The league has changed formats few times in the last few decades. The league has played with no divisions (1990) and with as many as seven (2005). In the past few years, the league has expanded to Oakville, Windsor, London, Cornwall, Hamilton, Niagara, Markham, Orangeville, and Welland. Also, for the 2007 season, the City of Caledon applied to resurrect its old Caledon Bandits franchise, but was offered a spot in the new OLA Junior C Lacrosse League in 2008. Kahnawake Hunters joined the OLA Junior B League in 2009 after not fielding a team in the OLA or Iroquois League for five years.
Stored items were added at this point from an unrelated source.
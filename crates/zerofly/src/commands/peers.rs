//! Peer command handlers.

use std::sync::Arc;

use chrono::{DateTime, Utc};
use tabled::Tabled;
use zerofly_core::{Controller, Path, Peer};

use crate::cli::{GlobalOpts, PeersArgs, PeersCommand};
use crate::error::CliError;
use crate::output::{self, Painter};

use super::util::{or_dash, yes_no};

// ── Table rows ──────────────────────────────────────────────────────

#[derive(Tabled)]
struct PeerRow {
    #[tabled(rename = "Address")]
    address: String,
    #[tabled(rename = "Role")]
    role: String,
    #[tabled(rename = "Latency")]
    latency: String,
    #[tabled(rename = "Version")]
    version: String,
    #[tabled(rename = "Paths")]
    paths: String,
    #[tabled(rename = "Via")]
    via: String,
}

impl PeerRow {
    fn new(p: &Arc<Peer>, paint: Painter) -> Self {
        let active = p.paths.iter().filter(|path| path.active).count();
        let via = match p.preferred_path() {
            Some(path) => path.address.clone(),
            None => paint.dim("relay"),
        };
        Self {
            address: p.address.clone(),
            role: p.role.to_string(),
            latency: p.latency.map_or_else(|| "-".into(), |ms| format!("{ms} ms")),
            version: or_dash(p.version.as_deref()),
            paths: format!("{active}/{}", p.paths.len()),
            via,
        }
    }
}

#[derive(Tabled)]
struct PathRow {
    #[tabled(rename = "Address")]
    address: String,
    #[tabled(rename = "Active")]
    active: String,
    #[tabled(rename = "Preferred")]
    preferred: String,
    #[tabled(rename = "Expired")]
    expired: String,
    #[tabled(rename = "Trusted")]
    trusted: String,
    #[tabled(rename = "Last send")]
    last_send: String,
    #[tabled(rename = "Last receive")]
    last_receive: String,
}

fn ago(at: Option<DateTime<Utc>>) -> String {
    let Some(at) = at else {
        return "-".into();
    };
    let secs = (Utc::now() - at).num_seconds().max(0);
    match secs {
        0..60 => format!("{secs}s ago"),
        60..3600 => format!("{}m ago", secs / 60),
        _ => format!("{}h ago", secs / 3600),
    }
}

impl From<&Path> for PathRow {
    fn from(p: &Path) -> Self {
        Self {
            address: p.address.clone(),
            active: yes_no(p.active),
            preferred: yes_no(p.preferred),
            expired: yes_no(p.expired),
            trusted: yes_no(p.trusted),
            last_send: ago(p.last_send),
            last_receive: ago(p.last_receive),
        }
    }
}

// ── Handler ─────────────────────────────────────────────────────────

pub async fn handle(
    controller: &Controller,
    args: PeersArgs,
    global: &GlobalOpts,
) -> Result<(), CliError> {
    controller.refresh_now().await?;

    match args.command {
        PeersCommand::List { role } => {
            let snap = controller.peers_snapshot();
            let peers: Vec<Arc<Peer>> = snap
                .iter()
                .filter(|p| {
                    role.as_deref()
                        .is_none_or(|r| p.role.as_str().eq_ignore_ascii_case(r))
                })
                .cloned()
                .collect();

            let paint = Painter::new(&global.color);
            let out = output::render_list(
                &global.output,
                &peers,
                |p| PeerRow::new(p, paint),
                |p| p.address.clone(),
            )?;
            output::print_output(&out, global.quiet);
            Ok(())
        }

        PeersCommand::Paths { address } => {
            let peer = controller
                .store()
                .peer(&address.to_ascii_lowercase())
                .ok_or_else(|| CliError::NotFound {
                    resource_type: "peer".into(),
                    identifier: address.clone(),
                    list_command: "peers list".into(),
                })?;

            let out = output::render_list(
                &global.output,
                &peer.paths,
                |p| PathRow::from(p),
                |p| p.address.clone(),
            )?;
            output::print_output(&out, global.quiet);
            Ok(())
        }
    }
}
In 2012, the Brampton Excelsiors joined the OJBLL.

Clarington Green Gaels had a run between 1998 and 2004 when the Gaels won four Founders Cups Canadian Junior B titles and two J. A. MacDonald Trophy championships. Of the more recent expansion of the league, the Oakville Buzz have been the most remarkable franchise to be built. In 2006, the Buzz team went 19-1 and strolled through the playoffs with little opposition. The Buzz went undefeated at the Founders Cup and crushed the hopes of the host Windsor AKO Fratmen, beating them by a score of 10–4 in the final. Oakville made the jump to Junior A for the 2019 season.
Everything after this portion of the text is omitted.